**Exercise details**
Filter these entries down to the lines that hold the word "while", and show each of them.

##### Data records #####

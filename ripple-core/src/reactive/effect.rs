//! Effect Implementation
//!
//! An Effect is a side-effecting computation that runs whenever its
//! dependencies change.
//!
//! # How Effects Work
//!
//! 1. When created with [`Effect::new`], the effect runs its function
//!    immediately to establish initial dependencies.
//!
//! 2. When a dependency changes, the effect is queued and later notified.
//!    Notification re-checks dirtiness first: if the effect only depends on
//!    computeds that recomputed to the same value, nothing runs.
//!
//! 3. Each run is a tracking pass. Links read again are kept, new ones are
//!    added and the ones not read this time are dropped.
//!
//! # Scheduling
//!
//! By default a dirty effect re-runs synchronously. A scheduler installed
//! with [`Effect::set_scheduler`] is called instead; it decides when (and
//! whether) to call [`Effect::run`]. The watch layer is built on this hook.
//!
//! # Differences from Computed
//!
//! - Computeds return a cached value; effects return their function's
//!   result from `run()` but cache nothing.
//! - Computeds are lazy (compute on access); effects are eager (run when
//!   deps change).
//! - An effect lives until stopped, even with no handle left.

use std::cell::{Cell, RefCell};
use std::fmt;
use std::rc::{Rc, Weak};

use super::context::TrackingPass;
use super::runtime::{release_node, Runtime, RuntimeInner};
use super::subscriber::Reactive;
use crate::graph::{Flags, Handler, NodeId, NodeKind};

type Scheduler = Rc<dyn Fn()>;

/// A side-effecting computation that re-runs when its dependencies change.
///
/// `T` is the function's return type, handed back by [`run`](Self::run).
///
/// # Example
///
/// ```rust
/// use ripple_core::{Effect, Signal};
///
/// let count = Signal::new(0);
///
/// let effect = Effect::new({
///     let count = count.clone();
///     move || println!("Count is: {}", count.get())
/// });
///
/// count.set(5); // Prints: "Count is: 5"
/// effect.stop();
/// count.set(6); // Prints nothing
/// ```
pub struct Effect<T: 'static = ()> {
    inner: Rc<EffectInner<T>>,
}

struct EffectInner<T> {
    id: NodeId,
    runtime: Weak<RuntimeInner>,
    func: Box<dyn Fn() -> T>,
    scheduler: RefCell<Option<Scheduler>>,
    run_count: Cell<usize>,
}

impl<T> Drop for EffectInner<T> {
    fn drop(&mut self) {
        release_node(&self.runtime, self.id);
    }
}

impl<T: 'static> EffectInner<T> {
    fn run(&self) -> Option<T> {
        let runtime = self.runtime.upgrade()?;
        if runtime.is_stopped(self.id) {
            return None;
        }
        let _pass = TrackingPass::new(&runtime, self.id);
        self.run_count.set(self.run_count.get() + 1);
        Some((self.func)())
    }

    fn is_dirty(&self) -> bool {
        let Some(runtime) = self.runtime.upgrade() else {
            return false;
        };
        if runtime.is_stopped(self.id) {
            return false;
        }
        let flags = runtime.graph.borrow().flags(self.id);
        flags.contains(Flags::DIRTY)
            || (flags.contains(Flags::PENDING_COMPUTED) && runtime.update_dirty_flag(self.id))
    }
}

impl<T: 'static> Reactive for EffectInner<T> {
    fn notify(&self) {
        if !self.is_dirty() {
            return;
        }
        let scheduler = self.scheduler.borrow().clone();
        match scheduler {
            Some(scheduler) => scheduler(),
            None => {
                self.run();
            }
        }
    }

    fn dispose(&self) {
        let scheduler = self.scheduler.borrow_mut().take();
        drop(scheduler);
    }
}

impl<T: 'static> Effect<T> {
    /// Create an effect in the current runtime and run it once.
    pub fn new(f: impl Fn() -> T + 'static) -> Self {
        Runtime::current().effect(f)
    }

    /// Create an effect in the current runtime without running it.
    ///
    /// It has no dependencies until the first [`run`](Self::run).
    pub fn new_lazy(f: impl Fn() -> T + 'static) -> Self {
        Self::new_in(Runtime::current().inner(), f, false)
    }

    pub(crate) fn new_in(
        runtime: &Rc<RuntimeInner>,
        f: impl Fn() -> T + 'static,
        run_now: bool,
    ) -> Self {
        let id = runtime
            .graph
            .borrow_mut()
            .insert(NodeKind::Effect, Handler::Released);
        let inner = Rc::new(EffectInner {
            id,
            runtime: Rc::downgrade(runtime),
            func: Box::new(f),
            scheduler: RefCell::new(None),
            run_count: Cell::new(0),
        });
        let handler: Rc<dyn Reactive> = inner.clone() as Rc<dyn Reactive>;
        runtime
            .graph
            .borrow_mut()
            .set_handler(id, Handler::Effect(handler));

        if run_now {
            inner.run();
        }
        Self { inner }
    }

    /// The effect's node id in its runtime's graph.
    pub fn id(&self) -> NodeId {
        self.inner.id
    }

    /// Run the function as a tracking pass and return its result.
    ///
    /// Returns `None` once the effect is stopped.
    pub fn run(&self) -> Option<T> {
        self.inner.run()
    }

    /// Re-check dirtiness and, if dirty, hand over to the scheduler (or run).
    pub fn notify(&self) {
        self.inner.notify();
    }

    /// Whether a dependency changed since the last run. Resolves pending
    /// computeds to find out.
    pub fn is_dirty(&self) -> bool {
        self.inner.is_dirty()
    }

    /// Replace the default "run when dirty" behavior.
    pub fn set_scheduler(&self, scheduler: impl Fn() + 'static) {
        let previous = self.inner.scheduler.replace(Some(Rc::new(scheduler)));
        drop(previous);
    }

    /// Go back to running synchronously when dirty.
    pub fn clear_scheduler(&self) {
        self.inner.dispose();
    }

    /// Detach from every dependency. The effect never runs again.
    pub fn stop(&self) {
        if let Some(runtime) = self.inner.runtime.upgrade() {
            runtime.stop_effect(self.inner.id);
        }
    }

    pub fn is_stopped(&self) -> bool {
        match self.inner.runtime.upgrade() {
            Some(runtime) => runtime.is_stopped(self.inner.id),
            None => true,
        }
    }

    /// Number of completed or in-progress runs.
    pub fn run_count(&self) -> usize {
        self.inner.run_count.get()
    }

    /// Number of dependencies linked by the last run.
    pub fn dependency_count(&self) -> usize {
        match self.inner.runtime.upgrade() {
            Some(runtime) => runtime.graph.borrow().dependencies(self.inner.id).len(),
            None => 0,
        }
    }

    /// A type-erased handle that can stop this effect.
    pub fn handle(&self) -> EffectHandle {
        let effect: Weak<dyn Reactive> = Rc::downgrade(&self.inner) as Weak<dyn Reactive>;
        EffectHandle {
            id: self.inner.id,
            runtime: self.inner.runtime.clone(),
            effect,
        }
    }
}

impl<T: 'static> Clone for Effect<T> {
    fn clone(&self) -> Self {
        Self {
            inner: Rc::clone(&self.inner),
        }
    }
}

impl<T: 'static> fmt::Debug for Effect<T> {
    fn fmt(&self, f: &mut fmt::Formatter<'_>) -> fmt::Result {
        f.debug_struct("Effect")
            .field("id", &self.inner.id)
            .field("run_count", &self.run_count())
            .field("stopped", &self.is_stopped())
            .finish()
    }
}

/// Stop capability for an effect, independent of its return type.
///
/// Holding a handle does not keep the effect alive. Once the effect is freed
/// its arena slot may go to a new node, so the handle acts only while the
/// effect itself is still allocated.
#[derive(Clone)]
pub struct EffectHandle {
    id: NodeId,
    runtime: Weak<RuntimeInner>,
    effect: Weak<dyn Reactive>,
}

impl EffectHandle {
    pub fn id(&self) -> NodeId {
        self.id
    }

    /// Stop the effect. Idempotent.
    pub fn stop(&self) {
        if let Some(runtime) = self.runtime() {
            runtime.stop_effect(self.id);
        }
    }

    pub fn is_stopped(&self) -> bool {
        match self.runtime() {
            Some(runtime) => runtime.is_stopped(self.id),
            None => true,
        }
    }

    /// The runtime, while `id` still names this handle's effect.
    pub(crate) fn runtime(&self) -> Option<Rc<RuntimeInner>> {
        if self.effect.strong_count() == 0 {
            return None;
        }
        self.runtime.upgrade()
    }
}

impl fmt::Debug for EffectHandle {
    fn fmt(&self, f: &mut fmt::Formatter<'_>) -> fmt::Result {
        f.debug_struct("EffectHandle").field("id", &self.id).finish()
    }
}

/// Create an effect in the current runtime and run it once.
pub fn effect<T: 'static>(f: impl Fn() -> T + 'static) -> Effect<T> {
    Effect::new(f)
}

// ----------------------------------------------------------------------------
// Tests
// ----------------------------------------------------------------------------

#[cfg(test)]
mod tests {
    use super::*;

    fn counter() -> (Rc<Cell<u32>>, impl Fn() + Clone) {
        let count = Rc::new(Cell::new(0));
        let bump = {
            let count = count.clone();
            move || count.set(count.get() + 1)
        };
        (count, bump)
    }

    #[test]
    fn effect_runs_on_creation() {
        let rt = Runtime::new();
        let (runs, bump) = counter();

        let effect = rt.effect(bump);

        // Effect should have run once on creation
        assert_eq!(runs.get(), 1);
        assert_eq!(effect.run_count(), 1);
    }

    #[test]
    fn effect_lazy_does_not_run_on_creation() {
        let rt = Runtime::new();
        let (runs, bump) = counter();

        let effect = rt.enter(|| Effect::new_lazy(bump));

        assert_eq!(runs.get(), 0);
        assert_eq!(effect.run_count(), 0);

        // Manually run
        effect.run();
        assert_eq!(runs.get(), 1);
        assert_eq!(effect.run_count(), 1);
    }

    #[test]
    fn effect_reruns_when_dependency_changes() {
        let rt = Runtime::new();
        let s = rt.signal(1);
        let seen = Rc::new(RefCell::new(Vec::new()));

        let _effect = rt.effect({
            let (s, seen) = (s.clone(), seen.clone());
            move || seen.borrow_mut().push(s.get())
        });

        s.set(2);
        s.set(3);
        assert_eq!(*seen.borrow(), vec![1, 2, 3]);
    }

    #[test]
    fn effect_without_dependencies_never_reruns() {
        let rt = Runtime::new();
        let s = rt.signal(0);
        let (runs, bump) = counter();

        let effect = rt.effect(bump);
        s.set(1);

        assert_eq!(runs.get(), 1);
        assert_eq!(effect.dependency_count(), 0);
    }

    #[test]
    fn effect_does_not_run_after_stop() {
        let rt = Runtime::new();
        let s = rt.signal(0);
        let runs = Rc::new(Cell::new(0));

        let effect = rt.effect({
            let (s, runs) = (s.clone(), runs.clone());
            move || {
                s.get();
                runs.set(runs.get() + 1);
            }
        });
        assert_eq!(runs.get(), 1);

        effect.stop();
        assert!(effect.is_stopped());
        assert_eq!(effect.dependency_count(), 0);

        s.set(1);
        assert_eq!(runs.get(), 1);
        assert!(effect.run().is_none());
        effect.notify();
        assert_eq!(runs.get(), 1);
    }

    #[test]
    fn run_returns_function_result() {
        let rt = Runtime::new();
        let s = rt.signal(20);
        let effect = rt.effect({
            let s = s.clone();
            move || s.get() + 1
        });

        assert_eq!(effect.run(), Some(21));
    }

    #[test]
    fn scheduler_replaces_default_run() {
        let rt = Runtime::new();
        let s = rt.signal(0);
        let (scheduled, bump) = counter();
        let runs = Rc::new(Cell::new(0));

        let effect = rt.effect({
            let (s, runs) = (s.clone(), runs.clone());
            move || {
                s.get();
                runs.set(runs.get() + 1);
            }
        });
        effect.set_scheduler(bump);

        s.set(1);
        assert_eq!(scheduled.get(), 1);
        assert_eq!(runs.get(), 1);
        assert!(effect.is_dirty());

        effect.run();
        assert!(!effect.is_dirty());

        effect.clear_scheduler();
        s.set(2);
        assert_eq!(scheduled.get(), 1);
        assert_eq!(runs.get(), 3);
    }

    #[test]
    fn unchanged_computed_does_not_rerun_effect() {
        let rt = Runtime::new();
        let s = rt.signal(2);
        let is_even = rt.computed({
            let s = s.clone();
            move || s.get() % 2 == 0
        });
        let runs = Rc::new(Cell::new(0));

        let _effect = rt.effect({
            let (is_even, runs) = (is_even.clone(), runs.clone());
            move || {
                is_even.get();
                runs.set(runs.get() + 1);
            }
        });

        s.set(4);
        assert_eq!(runs.get(), 1);
        s.set(5);
        assert_eq!(runs.get(), 2);
    }

    #[test]
    fn stop_from_inside_run_drops_dependencies() {
        let rt = Runtime::new();
        let s = rt.signal(0);
        let handle: Rc<RefCell<Option<EffectHandle>>> = Rc::new(RefCell::new(None));

        let effect = rt.effect({
            let (s, handle) = (s.clone(), handle.clone());
            move || {
                if s.get() > 0 {
                    if let Some(handle) = handle.borrow().as_ref() {
                        handle.stop();
                    }
                }
            }
        });
        *handle.borrow_mut() = Some(effect.handle());

        s.set(1);
        assert!(effect.is_stopped());
        assert_eq!(s.subscriber_count(), 0);
        rt.check_invariants().unwrap();
    }

    #[test]
    fn effect_clone_shares_state() {
        let rt = Runtime::new();
        let effect1 = rt.effect(|| {});
        let effect2 = effect1.clone();

        assert_eq!(effect1.id(), effect2.id());

        effect1.run();
        assert_eq!(effect2.run_count(), 2);

        effect1.stop();
        assert!(effect2.is_stopped());
        assert!(effect2.handle().is_stopped());
    }

    #[test]
    fn stale_handle_ignores_reused_slot() {
        let rt = Runtime::new();
        let s = rt.signal(0);
        let (runs, bump) = counter();

        let first = rt.effect(|| {});
        let stale = first.handle();
        first.stop();
        drop(first);

        let next = rt.effect({
            let s = s.clone();
            move || {
                s.get();
                bump();
            }
        });
        assert_eq!(next.id(), stale.id());
        assert!(stale.is_stopped());

        stale.stop();
        assert!(!next.is_stopped());
        s.set(1);
        assert_eq!(runs.get(), 2);
    }

    #[test]
    fn flush_limit_aborts_runaway_loop() {
        use crate::config::RuntimeConfig;

        let rt = Runtime::with_config(RuntimeConfig::new().with_max_flush_notifications(20));
        let s = rt.signal(0);

        // The scheduler re-runs and then writes, outside the tracking pass,
        // which re-queues the effect every time.
        let effect = rt.effect({
            let s = s.clone();
            move || s.get()
        });
        effect.set_scheduler({
            let (s, effect) = (s.clone(), effect.clone());
            move || {
                if let Some(value) = effect.run() {
                    s.set(value + 1);
                }
            }
        });

        let result = std::panic::catch_unwind(std::panic::AssertUnwindSafe(|| s.set(1)));
        let message = result
            .unwrap_err()
            .downcast::<String>()
            .map(|message| *message)
            .unwrap_or_default();
        assert_eq!(message, "effect flush exceeded 20 notifications");
        assert_eq!(rt.pending_effects(), 0);

        effect.stop();
    }
}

#####

**Output below**
/// its arena slot may go to a new node, so the handle acts only while the
    /// The runtime, while `id` still names this handle's effect.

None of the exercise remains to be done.